Corporate Criminal Responsibility
Procedural Rights Of Corporate Defendants
Corporate defendants in the United States, like individual defendants, enjoy certain protections available only in the criminal context: the right to have all elements of the offense proven beyond a reasonable doubt instead of by a preponderance of the evidence; the right to indictment by a grand jury; the right to trial by jury; the right to confront adverse witnesses; freedom from double jeopardy; and the right to effective counsel. Of these, the burden of proof and the right to jury trial may be the most significant. Proof of most complex crimes, which will be the bulk of crimes charged against a corporation, are difficult to prove. Requiring proof beyond a reasonable doubt will be difficult and likely will dissuade prosecutors from proceeding in many cases. Trial by jury presumably means that a jury must understand the charges before they convict. Clarifying a corporation's role in a complex crime may not be feasible and should lead to acquittal. In addition, juries may not approve of the broad standards of corporate criminal liability; jury nullification is a possibility.

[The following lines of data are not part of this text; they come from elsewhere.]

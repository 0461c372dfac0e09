//! Order and trade types shared by the codec, the book, and the pipeline.
//!
//! Orders cross the pipeline by value; fills are the matcher's output.

use serde::{Deserialize, Serialize};

/// Order side. The discriminants are the wire encoding.
#[derive(Clone, Copy, Debug, PartialEq, Eq, Hash, Serialize, Deserialize)]
#[serde(rename_all = "lowercase")]
#[repr(u8)]
pub enum Side {
    /// Buy side (rests on the bids)
    #[serde(alias = "bid")]
    Buy = 1,
    /// Sell side (rests on the asks)
    #[serde(alias = "ask")]
    Sell = 2,
}

impl Side {
    /// Returns the opposite side
    #[inline]
    pub const fn opposite(self) -> Self {
        match self {
            Side::Buy => Side::Sell,
            Side::Sell => Side::Buy,
        }
    }

    /// Returns true if an order on this side with the given limit can trade
    /// against a resting level at `level_price`.
    #[inline]
    pub const fn crosses(self, limit: i32, level_price: i32) -> bool {
        match self {
            // Buyer takes any ask at or below the limit
            Side::Buy => level_price <= limit,
            // Seller takes any bid at or above the limit
            Side::Sell => level_price >= limit,
        }
    }

    /// Decode the one-byte wire tag.
    #[inline]
    pub const fn from_wire(tag: u8) -> Option<Self> {
        match tag {
            1 => Some(Side::Buy),
            2 => Some(Side::Sell),
            _ => None,
        }
    }

    /// The one-byte wire tag.
    #[inline]
    pub const fn to_wire(self) -> u8 {
        self as u8
    }
}

/// A limit order.
///
/// `quantity` is the remaining unfilled amount; it only ever decreases
/// once the order has been admitted.
///
/// # Memory Layout
///
/// | Field    | Type | Offset | Size |
/// |----------|------|--------|------|
/// | id       | u64  | 0      | 8    |
/// | price    | i32  | 8      | 4    |
/// | quantity | u32  | 12     | 4    |
/// | side     | u8   | 16     | 1    |
/// | (padding)| -    | 17     | 7    |
#[repr(C)]
#[derive(Clone, Copy, Debug, PartialEq, Eq, Hash)]
pub struct Order {
    /// Client-assigned order ID
    pub id: u64,
    /// Limit price in ticks
    pub price: i32,
    /// Remaining quantity
    pub quantity: u32,
    /// Order side
    pub side: Side,
}

const _: () = assert!(
    std::mem::size_of::<Order>() == 24,
    "Order must stay 24 bytes so two arena slots share a cache line"
);

impl Order {
    #[inline]
    pub const fn new(id: u64, price: i32, quantity: u32, side: Side) -> Self {
        Self {
            id,
            price,
            quantity,
            side,
        }
    }

    /// Placeholder value for unused arena slots
    #[inline]
    pub const fn empty() -> Self {
        Self::new(0, 0, 0, Side::Buy)
    }
}

/// One execution between the incoming (taker) order and one resting (maker) order.
#[derive(Clone, Copy, Debug, PartialEq, Eq, Hash)]
pub struct Fill {
    /// Incoming order ID
    pub taker_id: u64,
    /// Resting order ID
    pub maker_id: u64,
    /// Execution price (the resting level's price)
    pub price: i32,
    /// Executed quantity
    pub quantity: u32,
    /// Side of the incoming order
    pub taker_side: Side,
}

/// Outcome of admitting one order.
#[derive(Clone, Debug, Default, PartialEq, Eq)]
pub struct Execution {
    pub order_id: u64,
    /// Fills in execution order (best price first, then time priority)
    pub fills: Vec<Fill>,
    /// Quantity left resting in the book (0 if fully filled)
    pub resting_qty: u32,
}

impl Execution {
    /// Total quantity executed against resting orders.
    pub fn filled_qty(&self) -> u64 {
        self.fills.iter().map(|f| f.quantity as u64).sum()
    }

    /// Whether a remainder was placed in the book.
    #[inline]
    pub fn is_resting(&self) -> bool {
        self.resting_qty > 0
    }
}

#[cfg(test)]
mod tests {
    use super::*;

    #[test]
    fn test_side_opposite() {
        assert_eq!(Side::Buy.opposite(), Side::Sell);
        assert_eq!(Side::Sell.opposite(), Side::Buy);
    }

    #[test]
    fn test_side_crosses() {
        // Buy at 100 takes asks at or below 100
        assert!(Side::Buy.crosses(100, 99));
        assert!(Side::Buy.crosses(100, 100));
        assert!(!Side::Buy.crosses(100, 101));

        // Sell at 100 takes bids at or above 100
        assert!(Side::Sell.crosses(100, 101));
        assert!(Side::Sell.crosses(100, 100));
        assert!(!Side::Sell.crosses(100, 99));

        // Negative ticks are ordinary prices
        assert!(Side::Buy.crosses(-5, -10));
        assert!(!Side::Sell.crosses(-5, -10));
    }

    #[test]
    fn test_side_wire_tags() {
        assert_eq!(Side::Buy.to_wire(), 1);
        assert_eq!(Side::Sell.to_wire(), 2);
        assert_eq!(Side::from_wire(1), Some(Side::Buy));
        assert_eq!(Side::from_wire(2), Some(Side::Sell));
        assert_eq!(Side::from_wire(0), None);
        assert_eq!(Side::from_wire(3), None);
    }

    #[test]
    fn test_execution_totals() {
        let fill = |maker_id, quantity| Fill {
            taker_id: 9,
            maker_id,
            price: 100,
            quantity,
            taker_side: Side::Buy,
        };
        let exec = Execution {
            order_id: 9,
            fills: vec![fill(1, 3), fill(2, 9)],
            resting_qty: 0,
        };
        assert_eq!(exec.filled_qty(), 12);
        assert!(!exec.is_resting());
    }
}
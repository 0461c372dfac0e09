//! Wire Codec - fixed-width binary order records.
//!
//! # Record Layout (17 bytes, little-endian, no padding)
//!
//! | Offset | Size | Field    | Encoding              |
//! |--------|------|----------|-----------------------|
//! | 0      | 8    | id       | u64                   |
//! | 8      | 4    | price    | i32, tick units       |
//! | 12     | 4    | quantity | u32                   |
//! | 16     | 1    | side     | 1 = buy, 2 = sell     |
//!
//! There is no versioning or checksum.

use crate::error::CodecError;
use crate::order::{Order, Side};

/// Size of one encoded order record
pub const RECORD_LEN: usize = 17;

/// A single encoded record
pub type Record = [u8; RECORD_LEN];

/// Encode an order into a fresh record.
#[inline]
pub fn encode(order: &Order) -> Record {
    let mut record = [0u8; RECORD_LEN];
    record[0..8].copy_from_slice(&order.id.to_le_bytes());
    record[8..12].copy_from_slice(&order.price.to_le_bytes());
    record[12..16].copy_from_slice(&order.quantity.to_le_bytes());
    record[16] = order.side.to_wire();
    record
}

/// Encode an order into the front of `buf`.
///
/// # Returns
/// The number of bytes written (always `RECORD_LEN`).
pub fn encode_into(order: &Order, buf: &mut [u8]) -> Result<usize, CodecError> {
    let got = buf.len();
    let dst = buf.get_mut(..RECORD_LEN).ok_or(CodecError::Truncated {
        needed: RECORD_LEN,
        got,
    })?;
    dst.copy_from_slice(&encode(order));
    Ok(RECORD_LEN)
}

/// Decode one order from the front of `buf`.
///
/// Bytes past the first record are ignored.
#[inline]
pub fn decode(buf: &[u8]) -> Result<Order, CodecError> {
    let record: &Record = buf
        .get(..RECORD_LEN)
        .and_then(|bytes| bytes.try_into().ok())
        .ok_or(CodecError::Truncated {
            needed: RECORD_LEN,
            got: buf.len(),
        })?;

    let side = Side::from_wire(record[16]).ok_or(CodecError::InvalidSide(record[16]))?;

    Ok(Order {
        id: u64::from_le_bytes([
            record[0], record[1], record[2], record[3], record[4], record[5], record[6], record[7],
        ]),
        price: i32::from_le_bytes([record[8], record[9], record[10], record[11]]),
        quantity: u32::from_le_bytes([record[12], record[13], record[14], record[15]]),
        side,
    })
}

/// Encode a sequence of orders back to back.
pub fn encode_all<'a, I>(orders: I) -> Vec<u8>
where
    I: IntoIterator<Item = &'a Order>,
{
    let orders = orders.into_iter();
    let mut out = Vec::with_capacity(orders.size_hint().0 * RECORD_LEN);
    for order in orders {
        out.extend_from_slice(&encode(order));
    }
    out
}

/// Iterate over the records of a contiguous byte stream.
///
/// A trailing partial record yields a final `Truncated` error.
pub fn records(bytes: &[u8]) -> Records<'_> {
    Records { rest: bytes }
}

/// Iterator returned by [`records`]
#[derive(Debug, Clone)]
pub struct Records<'a> {
    rest: &'a [u8],
}

impl Iterator for Records<'_> {
    type Item = Result<Order, CodecError>;

    fn next(&mut self) -> Option<Self::Item> {
        if self.rest.is_empty() {
            return None;
        }
        let result = decode(self.rest);
        // Stop after a short tail instead of reporting it forever
        self.rest = self.rest.get(RECORD_LEN..).unwrap_or(&[]);
        Some(result)
    }

    fn size_hint(&self) -> (usize, Option<usize>) {
        let n = self.rest.len().div_ceil(RECORD_LEN);
        (n, Some(n))
    }
}
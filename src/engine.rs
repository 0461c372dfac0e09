//! Engine - the matching context's event loop.
//!
//! Owns the matcher exclusively, drains orders from the ring buffer,
//! and optionally pins itself to a dedicated core.

use std::thread;
use std::time::{Duration, Instant};

use tracing::{info, warn};

use crate::config::EngineConfig;
use crate::error::{EngineError, OrderError};
use crate::ingest::{IngestStats, Ingestor};
use crate::matching::MatchingEngine;
use crate::order::{Fill, Order};
use crate::spsc::{ring_buffer, Consumer};

/// Idle polls that spin before falling back to `yield_now`
const SPIN_LIMIT: u32 = 64;

/// What the matching context did during a run.
#[derive(Clone, Debug, Default, PartialEq, Eq)]
pub struct RunReport {
    /// Orders popped from the pipeline
    pub processed: u64,
    /// Orders refused (zero quantity, arena exhausted)
    pub rejected: u64,
    /// Individual fills produced
    pub fills: u64,
    /// Quantity traded across all fills
    pub traded_qty: u64,
    /// Every fill, in order, when `record_fills` is set
    pub fill_log: Vec<Fill>,
    pub elapsed: Duration,
}

impl RunReport {
    /// Orders per second over the run
    pub fn throughput(&self) -> f64 {
        let secs = self.elapsed.as_secs_f64();
        if secs > 0.0 {
            self.processed as f64 / secs
        } else {
            0.0
        }
    }
}

/// The matching context.
pub struct Engine {
    pub matcher: MatchingEngine,
    config: EngineConfig,
    /// Reused fill buffer for the hot path
    scratch: Vec<Fill>,
    report: RunReport,
}

impl Engine {
    /// Create an engine with the given arena capacity and default settings.
    pub fn new(capacity: u32) -> Self {
        Self::with_config(EngineConfig::with_capacity(capacity))
    }

    pub fn with_config(config: EngineConfig) -> Self {
        Self {
            matcher: MatchingEngine::with_config(&config),
            config,
            scratch: Vec::with_capacity(64),
            report: RunReport::default(),
        }
    }

    #[inline]
    pub fn config(&self) -> &EngineConfig {
        &self.config
    }

    /// Match a single order and fold the outcome into the report.
    ///
    /// This is the entry point for synchronous usage (tests, benchmarks).
    #[inline]
    pub fn process(&mut self, order: Order) -> Result<u32, OrderError> {
        self.report.processed += 1;
        self.scratch.clear();

        match self.matcher.add_order_into(order, &mut self.scratch) {
            Ok(resting) => {
                self.report.fills += self.scratch.len() as u64;
                self.report.traded_qty += self.scratch.iter().map(|f| f.quantity as u64).sum::<u64>();
                if self.config.record_fills {
                    self.report.fill_log.extend_from_slice(&self.scratch);
                }
                Ok(resting)
            }
            Err(err) => {
                self.report.rejected += 1;
                warn!(%err, "order rejected");
                Err(err)
            }
        }
    }

    /// Fills produced by the most recent `process` call
    #[inline]
    pub fn last_fills(&self) -> &[Fill] {
        &self.scratch
    }

    /// Run the event loop until the producer is gone and the ring is drained.
    ///
    /// Pins to a core and pre-faults the arena first when configured to.
    /// The accumulated report is handed over and the engine's own report
    /// starts empty again.
    pub fn run(&mut self, input: &mut Consumer<Order>) -> RunReport {
        if self.config.pin_to_core {
            self.pin_to_core();
        }
        self.warm_up();

        info!(
            capacity = self.matcher.arena().capacity(),
            slots = input.capacity() + 1,
            "matching loop started"
        );

        let start = Instant::now();
        let mut idle = 0u32;
        loop {
            if let Some(order) = input.pop() {
                idle = 0;
                let _ = self.process(order);
                continue;
            }

            if input.is_abandoned() {
                // Everything pushed before the producer left is visible now
                while let Some(order) = input.pop() {
                    let _ = self.process(order);
                }
                break;
            }

            if idle < SPIN_LIMIT {
                idle += 1;
                std::hint::spin_loop();
            } else {
                thread::yield_now();
            }
        }
        self.report.elapsed += start.elapsed();

        info!(
            processed = self.report.processed,
            rejected = self.report.rejected,
            fills = self.report.fills,
            resting = self.matcher.order_count(),
            "matching loop finished"
        );
        std::mem::take(&mut self.report)
    }

    /// Pin the current thread to the last available CPU core.
    ///
    /// The last core is typically isolated from OS interrupts.
    pub fn pin_to_core(&self) -> bool {
        let pinned = core_affinity::get_core_ids()
            .and_then(|ids| ids.last().copied())
            .is_some_and(core_affinity::set_for_current);
        if !pinned {
            warn!("could not pin matching thread to a core");
        }
        pinned
    }

    /// Warm up the engine by pre-faulting memory pages.
    pub fn warm_up(&mut self) {
        self.matcher.warm_up();
    }

    #[inline]
    pub fn report(&self) -> &RunReport {
        &self.report
    }

    /// Clear the book, the arena, and the report for an independent run.
    pub fn reset(&mut self) {
        self.matcher.reset();
        self.report = RunReport::default();
        self.scratch.clear();
    }

    #[inline]
    pub fn best_bid(&self) -> Option<i32> {
        self.matcher.best_bid()
    }

    #[inline]
    pub fn best_ask(&self) -> Option<i32> {
        self.matcher.best_ask()
    }

    #[inline]
    pub fn order_count(&self) -> usize {
        self.matcher.order_count()
    }

    /// Compute state hash for determinism testing.
    #[inline]
    pub fn state_hash(&self) -> u64 {
        self.matcher.state_hash()
    }
}

impl Default for Engine {
    fn default() -> Self {
        Self::with_config(EngineConfig::default())
    }
}

/// Result of [`run_pipeline`]
pub struct PipelineRun {
    /// The engine after the run, book intact
    pub engine: Engine,
    pub ingest: IngestStats,
    pub report: RunReport,
}

/// Feed `bytes` through a two-thread pipeline: one thread decodes and
/// pushes, the other matches.
pub fn run_pipeline(config: EngineConfig, bytes: &[u8]) -> Result<PipelineRun, EngineError> {
    if config.pipeline_slots < 2 {
        return Err(EngineError::PipelineTooSmall(config.pipeline_slots));
    }
    let (tx, rx) = ring_buffer::<Order>(config.pipeline_slots);
    let mut engine = Engine::with_config(config);

    let (ingested, ingest, report) = thread::scope(|s| {
        let matcher = &mut engine;
        let consumer = s.spawn(move || {
            let mut rx = rx;
            matcher.run(&mut rx)
        });
        let producer = s.spawn(move || {
            let mut ingestor = Ingestor::new(tx);
            let result = ingestor.ingest(bytes);
            (result, ingestor.finish())
        });

        let (ingested, ingest) = producer
            .join()
            .map_err(|_| EngineError::ThreadPanicked("ingest"))?;
        let report = consumer
            .join()
            .map_err(|_| EngineError::ThreadPanicked("matching"))?;
        Ok::<_, EngineError>((ingested, ingest, report))
    })?;

    ingested?;
    Ok(PipelineRun {
        engine,
        ingest,
        report,
    })
}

Corporations do not enjoy what is perhaps the most significant right belonging to defendants in the American criminal justice system. They do not have the right not to incriminate themselves. Considering that most statements against corporate interest will be made by corporate agents over whom a corporation may have little control, the inability to assert this right is a serious disability for the corporate defendant.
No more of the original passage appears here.